Exercise:
From the records below, pull each line that has "TaskDraft".

(Beginning of Records for the exercise)

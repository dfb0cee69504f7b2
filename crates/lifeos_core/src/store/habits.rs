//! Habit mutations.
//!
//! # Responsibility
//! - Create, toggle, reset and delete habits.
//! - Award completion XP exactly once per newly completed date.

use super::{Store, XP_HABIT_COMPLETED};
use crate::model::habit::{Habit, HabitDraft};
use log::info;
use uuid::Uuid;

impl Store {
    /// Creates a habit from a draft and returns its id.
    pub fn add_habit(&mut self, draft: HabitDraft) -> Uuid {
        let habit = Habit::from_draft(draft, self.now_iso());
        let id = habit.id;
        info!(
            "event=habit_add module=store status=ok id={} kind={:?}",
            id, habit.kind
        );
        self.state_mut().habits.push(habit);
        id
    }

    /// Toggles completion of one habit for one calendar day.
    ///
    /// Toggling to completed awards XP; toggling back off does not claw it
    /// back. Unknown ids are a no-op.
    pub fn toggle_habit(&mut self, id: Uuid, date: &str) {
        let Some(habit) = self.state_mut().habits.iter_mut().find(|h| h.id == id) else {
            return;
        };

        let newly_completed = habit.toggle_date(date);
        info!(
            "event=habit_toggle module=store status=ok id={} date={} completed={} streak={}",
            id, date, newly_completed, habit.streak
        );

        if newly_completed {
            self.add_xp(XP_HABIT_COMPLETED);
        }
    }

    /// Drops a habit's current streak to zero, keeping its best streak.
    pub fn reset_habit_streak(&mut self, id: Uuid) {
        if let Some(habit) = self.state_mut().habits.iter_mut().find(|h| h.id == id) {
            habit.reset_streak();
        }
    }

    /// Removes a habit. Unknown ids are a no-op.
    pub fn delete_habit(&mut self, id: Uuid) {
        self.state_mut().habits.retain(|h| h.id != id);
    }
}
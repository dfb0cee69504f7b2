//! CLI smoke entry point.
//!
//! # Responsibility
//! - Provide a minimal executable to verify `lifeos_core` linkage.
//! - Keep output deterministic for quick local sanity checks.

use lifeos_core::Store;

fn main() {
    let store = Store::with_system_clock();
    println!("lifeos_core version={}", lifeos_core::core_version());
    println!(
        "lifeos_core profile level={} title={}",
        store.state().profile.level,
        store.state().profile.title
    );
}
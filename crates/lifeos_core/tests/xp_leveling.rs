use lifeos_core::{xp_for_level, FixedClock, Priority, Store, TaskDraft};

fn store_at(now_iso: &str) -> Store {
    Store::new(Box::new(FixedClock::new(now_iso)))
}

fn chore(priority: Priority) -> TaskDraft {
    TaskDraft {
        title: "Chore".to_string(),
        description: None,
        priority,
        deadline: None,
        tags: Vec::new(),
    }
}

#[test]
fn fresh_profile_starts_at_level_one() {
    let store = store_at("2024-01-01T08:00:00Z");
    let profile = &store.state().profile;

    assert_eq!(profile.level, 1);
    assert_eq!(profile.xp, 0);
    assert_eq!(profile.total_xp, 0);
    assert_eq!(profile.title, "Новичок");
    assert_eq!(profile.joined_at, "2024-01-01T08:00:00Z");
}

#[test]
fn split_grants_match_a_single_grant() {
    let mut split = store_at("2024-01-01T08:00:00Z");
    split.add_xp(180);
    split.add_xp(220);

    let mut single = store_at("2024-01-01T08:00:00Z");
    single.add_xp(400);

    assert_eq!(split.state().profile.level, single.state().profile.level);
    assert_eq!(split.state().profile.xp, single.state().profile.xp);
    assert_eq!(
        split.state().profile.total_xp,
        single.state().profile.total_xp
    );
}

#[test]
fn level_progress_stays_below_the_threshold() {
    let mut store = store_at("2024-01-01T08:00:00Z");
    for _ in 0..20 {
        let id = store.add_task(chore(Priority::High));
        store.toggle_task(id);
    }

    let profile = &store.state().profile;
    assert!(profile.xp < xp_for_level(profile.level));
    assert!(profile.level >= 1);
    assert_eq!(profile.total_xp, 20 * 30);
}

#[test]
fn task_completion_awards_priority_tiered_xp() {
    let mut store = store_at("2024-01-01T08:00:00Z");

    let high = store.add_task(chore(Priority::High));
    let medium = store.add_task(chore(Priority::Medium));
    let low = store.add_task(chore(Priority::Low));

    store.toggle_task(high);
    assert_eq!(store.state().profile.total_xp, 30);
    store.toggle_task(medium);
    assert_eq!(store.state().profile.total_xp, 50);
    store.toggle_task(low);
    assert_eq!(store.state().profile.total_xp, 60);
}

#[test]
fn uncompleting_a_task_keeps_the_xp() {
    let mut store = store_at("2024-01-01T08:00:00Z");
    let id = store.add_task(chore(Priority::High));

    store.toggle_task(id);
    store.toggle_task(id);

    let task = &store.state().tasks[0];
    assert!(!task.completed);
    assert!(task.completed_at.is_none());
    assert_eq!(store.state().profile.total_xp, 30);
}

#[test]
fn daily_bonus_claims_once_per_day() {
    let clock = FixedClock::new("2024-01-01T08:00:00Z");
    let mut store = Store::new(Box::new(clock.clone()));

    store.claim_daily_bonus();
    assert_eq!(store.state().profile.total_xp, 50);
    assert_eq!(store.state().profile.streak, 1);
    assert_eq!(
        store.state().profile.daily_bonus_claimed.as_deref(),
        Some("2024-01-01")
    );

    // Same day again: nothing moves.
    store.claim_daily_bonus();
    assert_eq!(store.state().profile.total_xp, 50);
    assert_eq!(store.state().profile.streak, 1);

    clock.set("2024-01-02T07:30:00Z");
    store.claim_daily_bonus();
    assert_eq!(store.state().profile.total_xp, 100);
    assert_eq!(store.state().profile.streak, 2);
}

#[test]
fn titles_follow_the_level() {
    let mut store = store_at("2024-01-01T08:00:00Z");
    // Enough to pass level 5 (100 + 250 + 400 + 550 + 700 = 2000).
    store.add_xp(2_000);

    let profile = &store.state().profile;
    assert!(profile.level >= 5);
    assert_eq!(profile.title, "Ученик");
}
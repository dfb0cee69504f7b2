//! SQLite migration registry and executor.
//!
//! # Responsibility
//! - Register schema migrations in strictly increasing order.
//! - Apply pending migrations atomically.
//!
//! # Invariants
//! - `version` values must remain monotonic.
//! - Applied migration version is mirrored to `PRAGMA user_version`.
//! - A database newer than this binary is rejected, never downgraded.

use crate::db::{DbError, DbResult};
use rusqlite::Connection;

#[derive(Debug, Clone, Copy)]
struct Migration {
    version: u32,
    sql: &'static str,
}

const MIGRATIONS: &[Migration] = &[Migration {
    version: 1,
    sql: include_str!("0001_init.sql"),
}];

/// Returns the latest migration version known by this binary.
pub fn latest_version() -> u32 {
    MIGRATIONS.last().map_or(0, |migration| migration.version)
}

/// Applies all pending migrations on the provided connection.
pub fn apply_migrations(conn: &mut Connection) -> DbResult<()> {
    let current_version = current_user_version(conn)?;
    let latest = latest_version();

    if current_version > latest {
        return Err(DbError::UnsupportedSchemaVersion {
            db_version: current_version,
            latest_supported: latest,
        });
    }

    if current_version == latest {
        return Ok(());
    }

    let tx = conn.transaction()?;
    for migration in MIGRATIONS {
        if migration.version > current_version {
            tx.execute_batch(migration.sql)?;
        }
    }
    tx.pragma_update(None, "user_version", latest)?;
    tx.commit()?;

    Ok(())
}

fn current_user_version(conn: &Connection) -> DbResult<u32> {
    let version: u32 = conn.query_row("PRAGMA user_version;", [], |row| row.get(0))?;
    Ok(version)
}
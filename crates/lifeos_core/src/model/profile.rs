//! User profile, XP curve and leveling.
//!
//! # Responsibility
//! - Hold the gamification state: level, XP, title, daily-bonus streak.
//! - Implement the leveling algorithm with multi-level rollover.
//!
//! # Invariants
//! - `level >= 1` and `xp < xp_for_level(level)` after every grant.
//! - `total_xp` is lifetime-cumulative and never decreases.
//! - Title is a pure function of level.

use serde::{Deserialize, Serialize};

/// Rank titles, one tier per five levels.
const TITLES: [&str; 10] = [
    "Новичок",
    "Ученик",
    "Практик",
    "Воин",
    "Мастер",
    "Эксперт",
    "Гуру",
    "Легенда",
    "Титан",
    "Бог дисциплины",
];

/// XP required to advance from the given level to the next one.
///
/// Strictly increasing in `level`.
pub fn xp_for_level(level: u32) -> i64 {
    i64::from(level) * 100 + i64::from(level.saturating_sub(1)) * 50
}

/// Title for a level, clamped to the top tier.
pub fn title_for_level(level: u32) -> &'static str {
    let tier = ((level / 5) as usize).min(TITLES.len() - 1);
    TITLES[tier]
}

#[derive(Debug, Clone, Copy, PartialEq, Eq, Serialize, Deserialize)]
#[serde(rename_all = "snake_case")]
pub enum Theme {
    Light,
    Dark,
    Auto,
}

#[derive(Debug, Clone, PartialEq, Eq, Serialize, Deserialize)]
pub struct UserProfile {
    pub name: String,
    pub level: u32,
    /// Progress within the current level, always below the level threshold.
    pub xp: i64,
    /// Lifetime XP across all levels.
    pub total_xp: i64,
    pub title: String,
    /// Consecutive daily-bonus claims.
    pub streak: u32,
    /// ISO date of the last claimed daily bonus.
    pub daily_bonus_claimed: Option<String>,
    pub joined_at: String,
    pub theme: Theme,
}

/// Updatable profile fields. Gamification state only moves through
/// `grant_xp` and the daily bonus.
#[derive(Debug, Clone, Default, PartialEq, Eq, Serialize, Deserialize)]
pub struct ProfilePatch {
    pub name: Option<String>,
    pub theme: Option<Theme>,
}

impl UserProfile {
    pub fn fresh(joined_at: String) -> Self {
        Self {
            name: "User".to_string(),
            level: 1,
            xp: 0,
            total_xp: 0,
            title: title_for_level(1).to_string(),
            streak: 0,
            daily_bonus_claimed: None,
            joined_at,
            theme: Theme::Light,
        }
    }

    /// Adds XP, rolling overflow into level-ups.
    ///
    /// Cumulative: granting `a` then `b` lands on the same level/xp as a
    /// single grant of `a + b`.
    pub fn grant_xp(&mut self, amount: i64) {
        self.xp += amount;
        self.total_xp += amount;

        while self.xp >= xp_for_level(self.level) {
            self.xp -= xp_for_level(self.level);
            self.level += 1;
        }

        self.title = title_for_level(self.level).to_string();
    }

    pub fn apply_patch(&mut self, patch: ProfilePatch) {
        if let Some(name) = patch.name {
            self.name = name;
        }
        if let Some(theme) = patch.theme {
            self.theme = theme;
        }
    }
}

(End of Records for the exercise)

Written answer:
use lifeos_core::{xp_for_level, FixedClock, Priority, Store, TaskDraft};
fn chore(priority: Priority) -> TaskDraft {
    TaskDraft {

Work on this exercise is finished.